▸ **Work request**: Although the data below holds other lines too, output only those from the line with "pub use version::KubeVersion;" up to and including the line with "#[derive(Debug, Error)]", exactly as they appear.

Collected data entries:
========================================================================
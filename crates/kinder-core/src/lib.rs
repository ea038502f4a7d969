//! # kinder-core
//!
//! Cluster orchestration layer for kinder local Kubernetes clusters.
//!
//! Every Kubernetes node is a privileged container. This crate plans the
//! containers a cluster needs, creates them through a [`Provider`], then runs
//! the kubeadm bootstrap pipeline against them and exports a kubeconfig.
//!
//! ## Architecture
//!
//! ```text
//! ┌──────────────────────────────────────────────────────────┐
//! │                   kinder-core (host)                     │
//! ├──────────────────────────────────────────────────────────┤
//! │                                                          │
//! │  ┌─────────────────┐     ┌──────────────────────────┐   │
//! │  │ ClusterManager  │────▶│  Provider                │   │
//! │  │   - create()    │     │   - provision()          │   │
//! │  │   - delete()    │     │   - list_nodes()         │   │
//! │  │   - kubeconfig()│     │   - delete_nodes()       │   │
//! │  └─────────────────┘     └──────────────────────────┘   │
//! │           │                          │                   │
//! │           ▼                          ▼                   │
//! │  ┌─────────────────┐     ┌──────────────────────────┐   │
//! │  │    Pipeline     │────▶│   Node                   │   │
//! │  │  config → lb →  │     │   - exec()               │   │
//! │  │  init → join    │     │   - read_file()          │   │
//! │  └─────────────────┘     └──────────────────────────┘   │
//! │                                      │                   │
//! └──────────────────────────────────────┼───────────────────┘
//!                                        ▼
//! ┌──────────────────────────────────────────────────────────┐
//! │             kinder-runtime (docker CLI)                  │
//! └──────────────────────────────────────────────────────────┘
//! ```
//!
//! ## Quick Start
//!
//! ```no_run
//! use kinder_core::{ClusterManager, ClusterSpec, CreateOptions, DockerProvider};
//! use kinder_runtime::Engine;
//! use std::sync::Arc;
//!
//! # async fn example() -> kinder_core::Result<()> {
//! let provider = DockerProvider::new(Engine::docker(Arc::new(kinder_runtime::HostRunner)));
//! let manager = ClusterManager::new(Arc::new(provider));
//!
//! let spec = ClusterSpec::builder()
//!     .name("demo")
//!     .control_planes(1)
//!     .workers(2)
//!     .build()?;
//!
//! manager.create(spec, &CreateOptions::new("/tmp/demo.kubeconfig")).await?;
//! println!("{}", manager.server_address("demo").await?);
//!
//! manager.delete("demo").await?;
//! # Ok(())
//! # }
//! ```

pub mod actions;
mod cluster;
pub mod concurrent;
mod config;
mod error;
pub mod kubeconfig;
pub mod loadbalancer;
pub mod node;
pub mod planner;
pub mod provider;
mod version;

pub use actions::{ActionContext, LogStatus, Pipeline, PipelineState, Status};
pub use cluster::{ClusterManager, CreateOptions};
pub use config::{
    ClusterSpec, ClusterSpecBuilder, IpFamily, Networking, NodeRole, NodeSpec, DEFAULT_NETWORK,
    DEFAULT_NODE_IMAGE,
};
pub use error::{AggregateError, CoreError, Result, ResultExt};
pub use node::Node;
pub use provider::{DockerProvider, Endpoint, Provider};
pub use version::KubeVersion;
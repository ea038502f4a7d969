//! Error types for kinder-runtime.

use thiserror::Error;

/// Result type alias for kinder-runtime operations.
pub type Result<T> = std::result::Result<T, RuntimeError>;

/// Errors that can occur while talking to the container runtime.
#[derive(Debug, Error)]
pub enum RuntimeError {
    /// The runtime (or a command inside a node) exited non-zero.
    #[error("command `{command}` failed with exit code {}: {output}", exit_label(.code))]
    Invocation {
        /// Full command line that was attempted.
        command: String,
        /// Exit code, `None` when the process was killed by a signal.
        code: Option<i32>,
        /// Combined stdout and stderr, kept for diagnostics.
        output: String,
    },

    /// The command succeeded but its output did not have the expected shape.
    #[error("unexpected output from `{command}`: {detail}")]
    UnexpectedOutput {
        /// Full command line that produced the output.
        command: String,
        /// What was expected versus what was seen.
        detail: String,
    },

    /// The runtime binary could not be started at all.
    #[error("failed to spawn `{command}`: {source}")]
    Spawn {
        /// Full command line that was attempted.
        command: String,
        /// Underlying spawn error.
        #[source]
        source: std::io::Error,
    },

    /// I/O error
    #[error("I/O error: {0}")]
    Io(#[from] std::io::Error),
}

fn exit_label(code: &Option<i32>) -> String {
    code.map(|c| c.to_string()).unwrap_or_else(|| "none".into())
}

impl RuntimeError {
    /// Build an [`RuntimeError::UnexpectedOutput`] for the given command.
    pub fn unexpected(command: impl ToString, detail: impl Into<String>) -> Self {
        Self::UnexpectedOutput {
            command: command.to_string(),
            detail: detail.into(),
        }
    }

    /// True for non-zero exits, false for shape and spawn failures.
    pub fn is_invocation(&self) -> bool {
        matches!(self, Self::Invocation { .. })
    }

    /// True when the output could not be parsed into the expected shape.
    pub fn is_unexpected_output(&self) -> bool {
        matches!(self, Self::UnexpectedOutput { .. })
    }
}
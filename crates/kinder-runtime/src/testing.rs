//! Scripted fake runtime for tests.
//!
//! [`ScriptedRunner`] records every command it receives and answers from a
//! list of rules matched against the command's argv prefix. The first matching
//! rule wins; unmatched commands succeed with empty output.

use crate::cmd::{Cmd, Output, Runner};
use crate::error::{Result, RuntimeError};
use async_trait::async_trait;
use std::fmt;
use std::sync::Mutex;
use std::time::Duration;

/// Scripted answer to a command.
#[derive(Debug, Clone)]
pub enum Reply {
    /// Succeed with this stdout.
    Stdout(String),
    /// Exit non-zero with this output.
    Fail(String),
    /// Wait, then answer with the inner reply.
    Delay(Duration, Box<Reply>),
}

impl Reply {
    /// Successful reply with the given stdout.
    pub fn stdout(s: impl Into<String>) -> Self {
        Self::Stdout(s.into())
    }

    /// Failing reply with the given output.
    pub fn fail(s: impl Into<String>) -> Self {
        Self::Fail(s.into())
    }

    /// Delay this reply.
    pub fn after(self, delay: Duration) -> Self {
        Self::Delay(delay, Box::new(self))
    }
}

type Responder = Box<dyn Fn(&Cmd) -> Reply + Send + Sync>;

struct Rule {
    prefix: Vec<String>,
    respond: Responder,
}

/// Fake [`Runner`] answering from prefix-matched rules.
#[derive(Default)]
pub struct ScriptedRunner {
    rules: Vec<Rule>,
    calls: Mutex<Vec<Cmd>>,
}

impl fmt::Debug for ScriptedRunner {
    fn fmt(&self, f: &mut fmt::Formatter<'_>) -> fmt::Result {
        f.debug_struct("ScriptedRunner")
            .field("rules", &self.rules.len())
            .finish()
    }
}

fn to_prefix<I, S>(prefix: I) -> Vec<String>
where
    I: IntoIterator<Item = S>,
    S: Into<String>,
{
    prefix.into_iter().map(Into::into).collect()
}

fn matches(prefix: &[String], cmd: &Cmd) -> bool {
    let argv: Vec<&str> = cmd.argv().collect();
    argv.len() >= prefix.len() && prefix.iter().zip(&argv).all(|(p, a)| p == a)
}

impl ScriptedRunner {
    /// Runner with no rules: every command succeeds with empty output.
    pub fn new() -> Self {
        Self::default()
    }

    /// Answer commands starting with `prefix` with `stdout`.
    pub fn on<I, S>(self, prefix: I, stdout: impl Into<String>) -> Self
    where
        I: IntoIterator<Item = S>,
        S: Into<String>,
    {
        let stdout = stdout.into();
        self.on_fn(prefix, move |_| Reply::Stdout(stdout.clone()))
    }

    /// Fail commands starting with `prefix` with `output`.
    pub fn fail_on<I, S>(self, prefix: I, output: impl Into<String>) -> Self
    where
        I: IntoIterator<Item = S>,
        S: Into<String>,
    {
        let output = output.into();
        self.on_fn(prefix, move |_| Reply::Fail(output.clone()))
    }

    /// Answer commands starting with `prefix` with a fixed reply.
    pub fn reply<I, S>(self, prefix: I, reply: Reply) -> Self
    where
        I: IntoIterator<Item = S>,
        S: Into<String>,
    {
        self.on_fn(prefix, move |_| reply.clone())
    }

    /// Answer commands starting with `prefix` by calling `f`.
    pub fn on_fn<I, S, F>(mut self, prefix: I, f: F) -> Self
    where
        I: IntoIterator<Item = S>,
        S: Into<String>,
        F: Fn(&Cmd) -> Reply + Send + Sync + 'static,
    {
        self.rules.push(Rule {
            prefix: to_prefix(prefix),
            respond: Box::new(f),
        });
        self
    }

    /// Every command received so far, in arrival order.
    pub fn calls(&self) -> Vec<Cmd> {
        self.calls.lock().unwrap_or_else(|e| e.into_inner()).clone()
    }

    /// Commands received so far whose argv starts with `prefix`.
    pub fn calls_matching<I, S>(&self, prefix: I) -> Vec<Cmd>
    where
        I: IntoIterator<Item = S>,
        S: Into<String>,
    {
        let prefix = to_prefix(prefix);
        self.calls()
            .into_iter()
            .filter(|c| matches(&prefix, c))
            .collect()
    }
}

#[async_trait]
impl Runner for ScriptedRunner {
    async fn run(&self, cmd: &Cmd) -> Result<Output> {
        self.calls
            .lock()
            .unwrap_or_else(|e| e.into_inner())
            .push(cmd.clone());

        let mut reply = self
            .rules
            .iter()
            .find(|r| matches(&r.prefix, cmd))
            .map(|r| (r.respond)(cmd))
            .unwrap_or_else(|| Reply::Stdout(String::new()));

        loop {
            match reply {
                Reply::Stdout(s) => return Ok(Output::from_stdout(s)),
                Reply::Fail(output) => {
                    return Err(RuntimeError::Invocation {
                        command: cmd.to_string(),
                        code: Some(1),
                        output,
                    })
                }
                Reply::Delay(delay, inner) => {
                    tokio::time::sleep(delay).await;
                    reply = *inner;
                }
            }
        }
    }
}

#[cfg(test)]
mod tests {
    use super::*;

    #[tokio::test]
    async fn test_first_matching_rule_wins() {
        let runner = ScriptedRunner::new()
            .on(["docker", "inspect", "special"], "first")
            .on(["docker", "inspect"], "second");
        let out = runner
            .run(&Cmd::new("docker").args(["inspect", "special"]))
            .await
            .unwrap();
        assert_eq!(out.stdout_str(), "first");
        let out = runner
            .run(&Cmd::new("docker").args(["inspect", "other"]))
            .await
            .unwrap();
        assert_eq!(out.stdout_str(), "second");
        assert_eq!(runner.calls().len(), 2);
    }

    #[tokio::test]
    async fn test_unmatched_succeeds_empty() {
        let runner = ScriptedRunner::new().fail_on(["docker", "pull"], "nope");
        let out = runner.run(&Cmd::new("docker").arg("ps")).await.unwrap();
        assert!(out.stdout.is_empty());
        assert!(runner
            .run(&Cmd::new("docker").args(["pull", "x"]))
            .await
            .is_err());
    }
}
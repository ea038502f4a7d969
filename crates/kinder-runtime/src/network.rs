//! Network management for node sandboxes.
//!
//! The backing network is shared by every node of every cluster. Creation is
//! guarded by an existence check rather than a lock, so two concurrent callers
//! may both try to create it; the loser re-checks and accepts the winner's
//! network.

use crate::engine::Engine;
use crate::error::{Result, RuntimeError};

/// Label placed on networks created by kinder.
pub const NETWORK_LABEL_KEY: &str = "io.x-k8s.kind.network";

impl Engine {
    /// Whether a network with this exact name exists.
    pub async fn network_exists(&self, name: &str) -> bool {
        let cmd = self
            .command()
            .args(["network", "inspect", "--format", "{{.Name}}", name]);
        match self.run_cmd(&cmd).await {
            Ok(out) => out.lines().iter().any(|l| l == name),
            Err(_) => false,
        }
    }

    /// Create a labelled bridge network.
    pub async fn create_network(&self, name: &str, ipv6: bool) -> Result<()> {
        let label = format!("--label={}={}", NETWORK_LABEL_KEY, name);
        let mut cmd = self
            .command()
            .args(["network", "create", "--driver=bridge", label.as_str()]);
        if ipv6 {
            cmd = cmd.arg("--ipv6");
        }
        cmd = cmd.arg(name);
        self.run_cmd(&cmd).await?;
        Ok(())
    }

    /// Ensure the network exists, creating it at most once.
    ///
    /// A pre-existing network with the same name is reused as-is.
    pub async fn ensure_network(&self, name: &str, ipv6: bool) -> Result<()> {
        if self.network_exists(name).await {
            tracing::debug!(network = name, "Reusing existing network");
            return Ok(());
        }

        tracing::info!(network = name, ipv6, "Creating network");
        if let Err(e) = self.create_network(name, ipv6).await {
            // Someone else may have created it between our check and create.
            if self.network_exists(name).await {
                tracing::debug!(network = name, error = %e, "Network created concurrently");
                return Ok(());
            }
            return Err(e);
        }
        Ok(())
    }

    /// Attach an existing container to an additional network.
    pub async fn connect_network(&self, network: &str, container: &str) -> Result<()> {
        let cmd = self
            .command()
            .args(["network", "connect", network, container]);
        self.run_cmd(&cmd).await?;
        Ok(())
    }

    /// Subnets configured on a network, in IPAM order.
    pub async fn network_subnets(&self, name: &str) -> Result<Vec<String>> {
        let cmd = self.command().args([
            "network",
            "inspect",
            "--format",
            "{{range .IPAM.Config}}{{.Subnet}} {{end}}",
            name,
        ]);
        let out = self.run_cmd(&cmd).await?;
        let lines = out.lines();
        if lines.len() != 1 {
            return Err(RuntimeError::unexpected(
                &cmd,
                format!("expected 1 line of subnets, got {}", lines.len()),
            ));
        }
        Ok(lines[0].split_whitespace().map(str::to_string).collect())
    }
}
========================================================================
▸ **Written response**:
pub use version::KubeVersion;
repository ea038502f4a7d969
//! Error types for kinder-runtime.

use thiserror::Error;

/// Result type alias for kinder-runtime operations.
pub type Result<T> = std::result::Result<T, RuntimeError>;

/// Errors that can occur while talking to the container runtime.
#[derive(Debug, Error)]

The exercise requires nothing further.